Aim of the task – Find and copy each line in the material below where the string "struct" occurs.

Supplied records –
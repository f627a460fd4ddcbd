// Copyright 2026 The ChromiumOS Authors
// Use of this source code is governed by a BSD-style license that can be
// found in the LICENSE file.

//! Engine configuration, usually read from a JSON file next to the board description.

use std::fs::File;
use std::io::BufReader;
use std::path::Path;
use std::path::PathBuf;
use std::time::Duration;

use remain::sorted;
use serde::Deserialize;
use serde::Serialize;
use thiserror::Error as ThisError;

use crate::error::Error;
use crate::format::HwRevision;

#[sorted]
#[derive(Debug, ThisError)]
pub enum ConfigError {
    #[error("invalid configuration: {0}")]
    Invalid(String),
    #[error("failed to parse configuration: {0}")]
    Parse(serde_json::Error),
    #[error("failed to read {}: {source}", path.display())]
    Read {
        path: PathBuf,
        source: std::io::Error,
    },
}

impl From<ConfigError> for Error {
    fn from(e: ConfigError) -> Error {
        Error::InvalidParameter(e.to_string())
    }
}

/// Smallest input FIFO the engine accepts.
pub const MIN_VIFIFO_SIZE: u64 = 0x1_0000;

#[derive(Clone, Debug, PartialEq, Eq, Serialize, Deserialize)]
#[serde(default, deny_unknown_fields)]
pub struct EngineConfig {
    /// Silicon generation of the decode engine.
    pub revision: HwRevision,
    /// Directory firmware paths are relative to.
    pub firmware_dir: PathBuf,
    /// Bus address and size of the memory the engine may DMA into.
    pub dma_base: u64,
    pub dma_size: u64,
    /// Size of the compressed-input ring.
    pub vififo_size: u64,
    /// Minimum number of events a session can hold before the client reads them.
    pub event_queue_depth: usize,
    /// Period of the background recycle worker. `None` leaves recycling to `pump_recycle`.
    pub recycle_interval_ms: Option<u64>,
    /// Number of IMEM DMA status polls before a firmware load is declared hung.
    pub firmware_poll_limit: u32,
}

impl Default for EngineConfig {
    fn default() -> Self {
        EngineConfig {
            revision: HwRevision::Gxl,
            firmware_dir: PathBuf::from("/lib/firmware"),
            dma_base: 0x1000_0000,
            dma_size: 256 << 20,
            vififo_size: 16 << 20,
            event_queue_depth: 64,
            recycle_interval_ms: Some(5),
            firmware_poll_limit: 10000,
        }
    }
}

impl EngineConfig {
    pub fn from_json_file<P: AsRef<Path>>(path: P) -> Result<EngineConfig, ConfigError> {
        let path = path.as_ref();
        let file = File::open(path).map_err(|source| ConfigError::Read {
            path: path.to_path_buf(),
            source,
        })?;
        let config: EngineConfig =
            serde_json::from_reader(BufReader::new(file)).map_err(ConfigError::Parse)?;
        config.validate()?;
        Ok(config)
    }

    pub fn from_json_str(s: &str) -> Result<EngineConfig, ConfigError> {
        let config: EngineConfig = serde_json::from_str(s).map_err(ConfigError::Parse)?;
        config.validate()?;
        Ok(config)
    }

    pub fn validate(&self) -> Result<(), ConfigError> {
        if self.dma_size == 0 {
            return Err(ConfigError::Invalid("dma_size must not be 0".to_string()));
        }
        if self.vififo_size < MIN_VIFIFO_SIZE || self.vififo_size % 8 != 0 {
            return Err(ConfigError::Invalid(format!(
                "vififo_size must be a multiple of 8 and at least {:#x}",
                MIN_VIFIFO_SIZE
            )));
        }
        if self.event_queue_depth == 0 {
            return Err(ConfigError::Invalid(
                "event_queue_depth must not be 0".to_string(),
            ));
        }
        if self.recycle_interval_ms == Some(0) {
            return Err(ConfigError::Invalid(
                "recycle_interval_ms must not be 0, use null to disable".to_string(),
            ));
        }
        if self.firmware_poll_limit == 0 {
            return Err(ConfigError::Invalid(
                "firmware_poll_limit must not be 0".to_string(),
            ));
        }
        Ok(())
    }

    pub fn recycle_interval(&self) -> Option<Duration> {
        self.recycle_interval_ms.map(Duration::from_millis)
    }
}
...
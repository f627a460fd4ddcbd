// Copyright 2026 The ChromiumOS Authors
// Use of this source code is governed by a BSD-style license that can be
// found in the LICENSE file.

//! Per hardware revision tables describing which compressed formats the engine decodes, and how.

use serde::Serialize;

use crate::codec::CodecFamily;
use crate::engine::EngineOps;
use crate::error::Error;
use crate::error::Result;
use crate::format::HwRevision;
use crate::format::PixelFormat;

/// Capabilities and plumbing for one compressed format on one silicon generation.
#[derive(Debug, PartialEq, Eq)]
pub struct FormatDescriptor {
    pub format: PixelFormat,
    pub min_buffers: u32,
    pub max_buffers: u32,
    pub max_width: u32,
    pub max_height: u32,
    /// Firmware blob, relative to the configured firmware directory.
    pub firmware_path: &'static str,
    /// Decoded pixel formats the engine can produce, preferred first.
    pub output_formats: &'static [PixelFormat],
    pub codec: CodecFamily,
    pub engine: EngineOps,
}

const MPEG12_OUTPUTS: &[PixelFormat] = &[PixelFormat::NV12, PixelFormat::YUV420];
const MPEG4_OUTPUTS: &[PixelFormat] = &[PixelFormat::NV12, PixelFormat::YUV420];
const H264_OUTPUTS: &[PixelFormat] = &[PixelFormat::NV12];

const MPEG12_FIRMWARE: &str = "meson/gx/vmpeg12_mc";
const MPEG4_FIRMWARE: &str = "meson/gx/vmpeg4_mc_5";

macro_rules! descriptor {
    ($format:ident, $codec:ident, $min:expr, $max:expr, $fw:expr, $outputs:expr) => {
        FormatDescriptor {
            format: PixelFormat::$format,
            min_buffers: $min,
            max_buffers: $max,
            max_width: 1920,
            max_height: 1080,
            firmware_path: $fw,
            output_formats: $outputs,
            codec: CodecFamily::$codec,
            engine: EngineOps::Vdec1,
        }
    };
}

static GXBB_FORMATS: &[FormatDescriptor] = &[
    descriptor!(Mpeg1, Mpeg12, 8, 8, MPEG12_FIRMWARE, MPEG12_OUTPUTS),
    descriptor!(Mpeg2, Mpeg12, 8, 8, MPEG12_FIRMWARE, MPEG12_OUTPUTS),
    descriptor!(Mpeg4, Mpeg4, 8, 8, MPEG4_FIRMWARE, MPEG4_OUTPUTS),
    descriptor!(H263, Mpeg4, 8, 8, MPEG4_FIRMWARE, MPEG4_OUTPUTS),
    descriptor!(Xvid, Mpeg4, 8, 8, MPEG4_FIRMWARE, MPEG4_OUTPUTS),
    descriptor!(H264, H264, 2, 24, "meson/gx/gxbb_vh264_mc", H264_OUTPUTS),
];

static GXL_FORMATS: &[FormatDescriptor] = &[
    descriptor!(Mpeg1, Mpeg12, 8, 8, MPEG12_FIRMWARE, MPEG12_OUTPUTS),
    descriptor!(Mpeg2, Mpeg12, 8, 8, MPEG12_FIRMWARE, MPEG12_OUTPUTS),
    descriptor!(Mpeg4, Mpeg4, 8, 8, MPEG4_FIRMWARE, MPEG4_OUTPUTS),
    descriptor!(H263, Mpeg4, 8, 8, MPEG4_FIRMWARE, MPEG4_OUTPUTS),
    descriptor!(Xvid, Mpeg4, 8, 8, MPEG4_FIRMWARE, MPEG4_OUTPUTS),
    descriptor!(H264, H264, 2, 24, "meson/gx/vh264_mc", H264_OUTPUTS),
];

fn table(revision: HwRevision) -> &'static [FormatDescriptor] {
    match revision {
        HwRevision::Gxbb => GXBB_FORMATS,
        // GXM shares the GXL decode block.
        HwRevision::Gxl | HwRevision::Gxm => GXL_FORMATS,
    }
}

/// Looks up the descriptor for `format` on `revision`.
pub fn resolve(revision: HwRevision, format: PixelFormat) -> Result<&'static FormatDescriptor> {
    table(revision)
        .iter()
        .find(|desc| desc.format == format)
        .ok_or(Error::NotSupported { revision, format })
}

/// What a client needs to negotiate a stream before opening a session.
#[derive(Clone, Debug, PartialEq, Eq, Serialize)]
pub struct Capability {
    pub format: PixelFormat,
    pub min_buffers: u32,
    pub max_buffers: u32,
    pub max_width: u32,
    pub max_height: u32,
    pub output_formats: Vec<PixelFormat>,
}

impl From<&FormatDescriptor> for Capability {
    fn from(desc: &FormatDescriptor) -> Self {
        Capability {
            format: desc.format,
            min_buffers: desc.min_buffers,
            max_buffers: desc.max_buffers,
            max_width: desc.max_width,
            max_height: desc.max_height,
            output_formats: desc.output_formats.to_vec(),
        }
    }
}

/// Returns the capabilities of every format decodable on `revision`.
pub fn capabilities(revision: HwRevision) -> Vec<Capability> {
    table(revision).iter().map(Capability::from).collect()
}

Answer to this task –
pub struct EngineConfig {
pub struct FormatDescriptor {
pub struct Capability {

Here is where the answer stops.